Tony, I appreciate these little snippets from Riddlebarger – they are gems! Thanks!
Sorry, but speaking as one who is partly ek peritomee and also not flattered by Dispensationalist eschatology, I note that neither John N. Darby, C. I. Scofield, Harry Ironside, nor Lewis S. Chafer were Jewish. And who was that pastor of Memorial Presbyterian in St. Louis who made that congregation a hotbed of Dispensationalism a good bit more than a century ago?
I note that B.B.Warfield saw the Dispensational theology as “puerile”–and I certainly agree with him that it was and is erroneous. However, there seems to have been little popular defense of Reformed Covenantalism going on between the time when the PB’s were rising and the mid-20th century.
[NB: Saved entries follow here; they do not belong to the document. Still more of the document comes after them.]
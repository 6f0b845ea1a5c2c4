pub mod clipboard_stack;
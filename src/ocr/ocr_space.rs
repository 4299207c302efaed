//! OCR.space client (https://ocr.space/ocrapi).

use axum::http::StatusCode;
use reqwest::multipart::{Form, Part};
use tracing::{debug, info, warn};

use super::{OcrOptions, OcrSpaceResponse};
use crate::config::ApiKey;
use crate::error::RelayError;
use crate::upload::Upload;

const MAX_DETAIL_CHARS: usize = 500;

/// Forwards uploads to OCR.space. Cheap to clone.
#[derive(Clone)]
pub struct OcrSpaceClient {
    client: reqwest::Client,
    endpoint: String,
    api_key: ApiKey,
    options: OcrOptions,
}

impl OcrSpaceClient {
    pub fn new(
        client: reqwest::Client,
        endpoint: impl Into<String>,
        api_key: ApiKey,
        options: OcrOptions,
    ) -> Self {
        Self {
            client,
            endpoint: endpoint.into(),
            api_key,
            options,
        }
    }

    pub fn endpoint(&self) -> &str {
        &self.endpoint
    }

    /// Send one image for recognition and return its normalized text.
    ///
    /// Exactly one request is made; failures are returned, never retried.
    pub async fn parse_image(&self, upload: &Upload) -> Result<String, RelayError> {
        let filename = upload.upstream_filename();
        info!(
            "OcrSpaceClient: sending {} ({} bytes, declared {})",
            filename,
            upload.len(),
            upload.mime_type
        );

        let form = self
            .options
            .form_fields()
            .into_iter()
            .fold(Form::new().part("file", file_part(upload)), |form, (name, value)| {
                form.text(name, value)
            });

        let response = self
            .client
            .post(&self.endpoint)
            .header("apikey", self.api_key.expose())
            .multipart(form)
            .send()
            .await
            .map_err(RelayError::Transport)?;

        let status = to_status(response.status());
        let body = response.text().await.map_err(RelayError::Transport)?;
        debug!(
            "OcrSpaceClient: {} response ({} bytes): {}",
            status,
            body.len(),
            truncate(&body, MAX_DETAIL_CHARS)
        );

        if !status.is_success() {
            return Err(RelayError::Upstream {
                status,
                details: error_details(&body),
            });
        }

        let parsed: OcrSpaceResponse = serde_json::from_str(&body).map_err(|e| {
            warn!("OcrSpaceClient: unparseable response: {}", e);
            RelayError::Upstream {
                status: StatusCode::BAD_GATEWAY,
                details: Some(format!(
                    "Invalid response from OCR service: {}",
                    truncate(&body, 200)
                )),
            }
        })?;

        if parsed.is_errored_on_processing {
            return Err(RelayError::Upstream {
                status: StatusCode::BAD_GATEWAY,
                details: Some(
                    parsed
                        .failure_reason()
                        .unwrap_or_else(|| "Error processing image".to_string()),
                ),
            });
        }

        let text = parsed.text();
        info!("OcrSpaceClient: extracted {} chars", text.len());
        Ok(text)
    }
}

/// The image part; an unparseable declared type is dropped rather than failing the call.
fn file_part(upload: &Upload) -> Part {
    let part = || Part::bytes(upload.bytes.clone()).file_name(upload.upstream_filename());
    part().mime_str(&upload.essence()).unwrap_or_else(|_| part())
}

/// reqwest and axum sit on different `http` major versions.
fn to_status(status: reqwest::StatusCode) -> StatusCode {
    StatusCode::from_u16(status.as_u16()).unwrap_or(StatusCode::BAD_GATEWAY)
}

/// Best diagnostic the provider gave in an error body.
fn error_details(body: &str) -> Option<String> {
    if body.trim().is_empty() {
        return None;
    }
    if let Ok(parsed) = serde_json::from_str::<OcrSpaceResponse>(body) {
        if let Some(reason) = parsed.failure_reason() {
            return Some(reason);
        }
    }
    if let Ok(serde_json::Value::Object(map)) = serde_json::from_str(body) {
        for key in ["error", "message", "ErrorMessage"] {
            if let Some(serde_json::Value::String(msg)) = map.get(key) {
                return Some(msg.clone());
            }
        }
    }
    Some(truncate(body, MAX_DETAIL_CHARS).to_string())
}

fn truncate(s: &str, max_chars: usize) -> &str {
    match s.char_indices().nth(max_chars) {
        Some((idx, _)) => &s[..idx],
        None => s,
    }
}
#[cfg(test)]
mod tests {
    use super::*;
    use std::io::Cursor;
    use image::{DynamicImage, GenericImageView, ImageFormat, RgbImage};
    use wiremock::matchers::{body_string_contains, method, path};
    use wiremock::{Mock, MockServer, ResponseTemplate};

    fn png_bytes(width: u32, height: u32) -> Vec<u8> {
        let img = DynamicImage::ImageRgb8(RgbImage::from_pixel(width, height, image::Rgb([200, 30, 30])));
        let mut buf = Vec::new();
        img.write_to(&mut Cursor::new(&mut buf), ImageFormat::Png).unwrap();
        buf
    }

    fn uploader_for(server: &MockServer) -> Uploader {
        Uploader::new(format!("{}/api/extract-text", server.uri())).with_optimize(false)
    }

    fn small_upload() -> Upload {
        Upload::new(b"tiny image".to_vec(), "image/png", "scan.png")
    }

    #[test]
    fn test_validate_limits() {
        assert!(validate(&small_upload()).is_ok());
        assert!(validate(&Upload::new(vec![0; MAX_FILE_BYTES], "image/jpeg", "a.jpg")).is_ok());
        assert!(validate(&Upload::new(vec![0; 1], "image/webp", "a.webp")).is_ok());

        let err = validate(&Upload::new(vec![0; MAX_FILE_BYTES + 1], "image/png", "a.png")).unwrap_err();
        assert!(matches!(err, UploadError::FileTooLarge { .. }));
        assert_eq!(err.to_string(), "File size should be less than 5MB");

        let err = validate(&Upload::new(vec![0; 10], "image/gif", "a.gif")).unwrap_err();
        assert!(matches!(err, UploadError::UnsupportedType { .. }));
        assert!(err.is_validation());
    }

    #[test]
    fn test_optimize_bounds_large_images() {
        let original = Upload::new(png_bytes(3000, 1000), "image/png", "wide.png");
        let optimized = optimize(original);
        assert_eq!(optimized.mime_type, "image/jpeg");
        assert_eq!(optimized.filename, "wide.png");

        let img = image::load_from_memory(&optimized.bytes).unwrap();
        assert_eq!(img.dimensions(), (2000, 667));
    }

    #[test]
    fn test_optimize_falls_back_on_undecodable_input() {
        let original = Upload::new(b"definitely not pixels".to_vec(), "image/png", "x.png");
        let result = optimize(original.clone());
        assert_eq!(result.bytes, original.bytes);
        assert_eq!(result.mime_type, "image/png");
    }

    #[test]
    fn test_progress_is_monotonic() {
        let mut tracker = ProgressTracker::new();
        assert!(tracker.advance(Stage::Sent));
        assert!(!tracker.advance(Stage::Begin));
        assert_eq!(tracker.current(), 40);
        assert!(tracker.advance(Stage::Complete));
        assert_eq!(tracker.current(), 100);
        tracker.reset();
        assert_eq!(tracker.current(), Stage::Idle.percent());
    }

    #[tokio::test]
    async fn test_valid_upload_makes_exactly_one_request() {
        let mock_server = MockServer::start().await;
        Mock::given(method("POST"))
            .and(path("/api/extract-text"))
            .and(body_string_contains("name=\"image\""))
            .respond_with(
                ResponseTemplate::new(200).set_body_json(serde_json::json!({ "text": "Hello" })),
            )
            .expect(1)
            .mount(&mock_server)
            .await;

        let mut stages = Vec::new();
        let text = uploader_for(&mock_server)
            .extract(small_upload(), |s| stages.push(s))
            .await
            .unwrap();

        assert_eq!(text, "Hello");
        assert_eq!(
            stages,
            vec![
                Stage::Begin,
                Stage::Optimized,
                Stage::Sent,
                Stage::ResponseReceived,
                Stage::Complete
            ]
        );
    }

    #[tokio::test]
    async fn test_invalid_upload_makes_no_request() {
        let mock_server = MockServer::start().await;
        Mock::given(method("POST"))
            .respond_with(ResponseTemplate::new(200))
            .expect(0)
            .mount(&mock_server)
            .await;

        let uploader = uploader_for(&mock_server);
        let too_big = Upload::new(vec![0; MAX_FILE_BYTES + 1], "image/png", "big.png");
        let err = uploader.extract(too_big, |_| {}).await.unwrap_err();
        assert!(err.is_validation());

        let wrong_type = Upload::new(b"%PDF".to_vec(), "application/pdf", "doc.pdf");
        let err = uploader.extract(wrong_type, |_| {}).await.unwrap_err();
        assert!(err.is_validation());
    }

    #[tokio::test]
    async fn test_relay_error_is_surfaced() {
        let mock_server = MockServer::start().await;
        Mock::given(method("POST"))
            .respond_with(ResponseTemplate::new(403).set_body_json(serde_json::json!({
                "error": "Error processing image with OCR service",
                "details": "Invalid API key"
            })))
            .mount(&mock_server)
            .await;

        let err = uploader_for(&mock_server)
            .extract(small_upload(), |_| {})
            .await
            .unwrap_err();
        match err {
            UploadError::Relay {
                status,
                message,
                details,
            } => {
                assert_eq!(status, 403);
                assert_eq!(message, "Error processing image with OCR service");
                assert_eq!(details.as_deref(), Some("Invalid API key"));
            }
            other => panic!("unexpected error: {:?}", other),
        }
    }

    #[tokio::test]
    async fn test_non_json_response_is_invalid() {
        let mock_server = MockServer::start().await;
        Mock::given(method("POST"))
            .respond_with(ResponseTemplate::new(200).set_body_string("<html></html>"))
            .mount(&mock_server)
            .await;

        let err = uploader_for(&mock_server)
            .extract(small_upload(), |_| {})
            .await
            .unwrap_err();
        assert!(matches!(err, UploadError::InvalidResponse { status: 200 }));
    }

    #[tokio::test]
    async fn test_slow_relay_times_out() {
        let mock_server = MockServer::start().await;
        Mock::given(method("POST"))
            .respond_with(
                ResponseTemplate::new(200)
                    .set_body_json(serde_json::json!({ "text": "late" }))
                    .set_delay(Duration::from_secs(2)),
            )
            .mount(&mock_server)
            .await;

        let err = uploader_for(&mock_server)
            .with_timeout(Duration::from_millis(100))
            .extract(small_upload(), |_| {})
            .await
            .unwrap_err();
        assert!(matches!(err, UploadError::Timeout));
    }

    #[tokio::test]
    async fn test_session_clears_previous_outcome() {
        let mock_server = MockServer::start().await;
        Mock::given(method("POST"))
            .respond_with(
                ResponseTemplate::new(200).set_body_json(serde_json::json!({ "text": "First" })),
            )
            .expect(2)
            .mount(&mock_server)
            .await;

        let mut session = UploadSession::new(uploader_for(&mock_server));
        let mut seen = Vec::new();
        session.submit(small_upload(), |p| seen.push(p)).await;
        assert_eq!(session.outcome().unwrap().as_ref().unwrap(), "First");
        assert_eq!(seen, vec![10, 20, 40, 70, 100]);
        assert_eq!(session.progress(), 100);

        // Rejected locally: the earlier text must not survive
        let bad = Upload::new(vec![1], "text/plain", "a.txt");
        let second = session.submit(bad, |_| {}).await;
        assert!(second.as_ref().is_err_and(|e| e.is_validation()));
        assert_eq!(session.progress(), 0);

        // Same image again goes to the network again
        session.submit(small_upload(), |_| {}).await;
        assert!(session.outcome().unwrap().is_ok());

        session.clear();
        assert!(session.outcome().is_none());
    }
}
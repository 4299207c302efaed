//! Command-line uploader: sends one image to a running relay and prints the text.

use std::path::PathBuf;
use std::time::Duration;

use anyhow::Context;
use clap::Parser;
use ocr_relay::upload::Upload;
use ocr_relay::uploader::{UploadError, UploadSession, Uploader};
use tracing::info;
use tracing_subscriber::{layer::SubscriberExt, util::SubscriberInitExt};

#[derive(Parser, Debug)]
#[command(name = "ocr-upload", about = "Extract text from an image via the OCR relay")]
struct Args {
    /// Image to upload (JPG, PNG or WEBP, at most 5MB)
    file: PathBuf,

    /// Relay endpoint
    #[arg(
        long,
        env = "OCR_RELAY_URL",
        default_value = "http://localhost:3000/api/extract-text"
    )]
    endpoint: String,

    /// Give up after this many seconds
    #[arg(long, default_value_t = 60)]
    timeout_secs: u64,

    /// Send the file as-is instead of downsampling it first
    #[arg(long)]
    no_optimize: bool,
}

#[tokio::main]
async fn main() -> anyhow::Result<()> {
    dotenvy::dotenv().ok();

    tracing_subscriber::registry()
        .with(tracing_subscriber::EnvFilter::try_from_default_env()
            .unwrap_or_else(|_| "ocr_upload=info,ocr_relay=info".into()))
        .with(tracing_subscriber::fmt::layer().with_writer(std::io::stderr))
        .init();

    let args = Args::parse();

    let upload = Upload::from_path(&args.file)
        .with_context(|| format!("Failed to read {:?}", args.file))?;

    let uploader = Uploader::new(args.endpoint)
        .with_timeout(Duration::from_secs(args.timeout_secs))
        .with_optimize(!args.no_optimize);
    let mut session = UploadSession::new(uploader);

    match session
        .submit(upload, |pct| info!("progress: {}%", pct))
        .await
    {
        Ok(text) => {
            println!("{}", text);
            Ok(())
        }
        Err(UploadError::Relay {
            message,
            details: Some(details),
            ..
        }) => anyhow::bail!("{} ({})", message, details),
        Err(e) => anyhow::bail!("{}", e),
    }
}
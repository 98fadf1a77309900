//! Scan planning: request model, column pruning, and filter pushdown.
//!
//! Architecture role:
//! - defines the declarative [`ScanRequest`] and pushdown [`FilterTree`]
//! - reduces a request to a minimal [`ProjectedScan`]
//! - compiles the predicate tree into a `WHERE` clause fragment
//!
//! Key modules:
//! - [`scan`]
//! - [`prune`]
//! - [`filter`]

pub mod filter;
pub mod prune;
pub mod scan;

pub use filter::compile_filters;
pub use prune::{plan_scan, ProjectedScan};
pub use scan::{
    detect_trailing_limit, effective_row_limit, CompareOp, Comparison, FilterTree, FilterValue,
    ScanRequest,
};
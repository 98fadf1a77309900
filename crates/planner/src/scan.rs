//! Declarative table-scan request and the pushdown filter model.

use std::collections::BTreeSet;

use serde::{Deserialize, Serialize};
use sqf_common::{Column, DialectId, ReaderConfig};
use sqf_dialect::Literal;

/// Comparison operator usable in a pushed-down predicate.
#[derive(Debug, Clone, Copy, PartialEq, Eq, Serialize, Deserialize)]
pub enum CompareOp {
    Eq,
    Ne,
    Lt,
    Le,
    Gt,
    Ge,
    In,
}

impl CompareOp {
    pub fn sql(&self) -> &'static str {
        match self {
            CompareOp::Eq => "=",
            CompareOp::Ne => "<>",
            CompareOp::Lt => "<",
            CompareOp::Le => "<=",
            CompareOp::Gt => ">",
            CompareOp::Ge => ">=",
            CompareOp::In => "IN",
        }
    }
}

/// Right-hand side of a comparison: an inline literal, or a named binding
/// resolved from a caller-supplied map at compile time.
#[derive(Debug, Clone, PartialEq, Serialize, Deserialize)]
pub enum FilterValue {
    Literal(Literal),
    ColumnRef(String),
}

/// One column comparison inside an AND group.
#[derive(Debug, Clone, PartialEq, Serialize, Deserialize)]
pub struct Comparison {
    pub column: Column,
    pub op: CompareOp,
    pub value: FilterValue,
}

/// A disjunction of conjunctions: `OR [ AND [ Comparison... ] ... ]`.
///
/// Every referenced column must exist in the source schema; it does not have
/// to appear in the requested output columns.
#[derive(Debug, Clone, PartialEq, Serialize, Deserialize, Default)]
pub struct FilterTree {
    pub groups: Vec<Vec<Comparison>>,
}

impl FilterTree {
    /// All columns referenced anywhere in the tree, in appearance order.
    pub fn columns(&self) -> Vec<&Column> {
        self.groups
            .iter()
            .flat_map(|g| g.iter().map(|c| &c.column))
            .collect()
    }
}

/// A declarative table-scan request.
///
/// Invariant: `requested_columns` is non-empty unless `index_column` is set
/// (a pure index read). Owned by the caller and passed by reference into the
/// reader.
#[derive(Debug, Clone, Serialize, Deserialize)]
pub struct ScanRequest {
    /// Base query whose result set is scanned. Never re-parsed or validated.
    pub base_query: String,
    pub backend: DialectId,
    /// Columns that must appear in the output, order-preserving.
    pub requested_columns: Vec<Column>,
    /// Column split out of the result into a separate index array.
    pub index_column: Option<Column>,
    pub filters: Option<FilterTree>,
    /// Cap on total rows fetched across all workers.
    pub row_limit: Option<u64>,
    /// Number of parallel workers; must be positive.
    pub parallelism: u32,
    /// Identifiers that required case normalization at ingestion time;
    /// upper-cased again when quoting for Oracle/Snowflake.
    pub case_normalized: BTreeSet<String>,
}

impl ScanRequest {
    /// Starts a request from the recognized per-read configuration surface
    /// (backend, parallelism, row limit). Columns, filters, and the index
    /// are filled in by the caller.
    pub fn with_config(base_query: impl Into<String>, config: &ReaderConfig) -> Self {
        Self {
            base_query: base_query.into(),
            backend: config.backend,
            requested_columns: Vec::new(),
            index_column: None,
            filters: None,
            row_limit: config.row_limit,
            parallelism: config.parallelism,
            case_normalized: BTreeSet::new(),
        }
    }
}

/// Detects a trailing `LIMIT <n>` on the base query text.
///
/// An explicit request limit and a query-text limit reconcile to the smaller
/// row budget; see [`effective_row_limit`].
pub fn detect_trailing_limit(base_query: &str) -> Option<u64> {
    let mut tokens = base_query.split_whitespace().rev();
    let count = tokens.next()?;
    let keyword = tokens.next()?;
    if !keyword.eq_ignore_ascii_case("limit") {
        return None;
    }
    count.parse::<u64>().ok()
}

/// The effective row budget for a request: the smaller of the explicit
/// `row_limit` and any trailing `LIMIT` already present in the base query.
pub fn effective_row_limit(request: &ScanRequest) -> Option<u64> {
    match (request.row_limit, detect_trailing_limit(&request.base_query)) {
        (Some(a), Some(b)) => Some(a.min(b)),
        (Some(a), None) => Some(a),
        (None, b) => b,
    }
}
Maybe it was the case that fighting the common enemy of liberal theology overrode all else. But, somehow, we Reformed Covenantalists had the bulk of believing America back at the outset, yet all those heirs of Puritans, Huguenots, Scots-Irish Presbyterians, Dutch and German Reformed, etc. ultimately accepted the Dispensational scheme.
Dispensationalism was just the right medicine for failed optimism of over realized/post-mil eschatology of our founding fathers. The War Between the States dashed the hopes that America was the New Promised Land. The pessimism of Premillennial Dispensationalism found fertile ground the United States. Your premise that “we Reformed Covenantalists had the bulk of believing America at the outset” may be true, but their eschatology was untenable.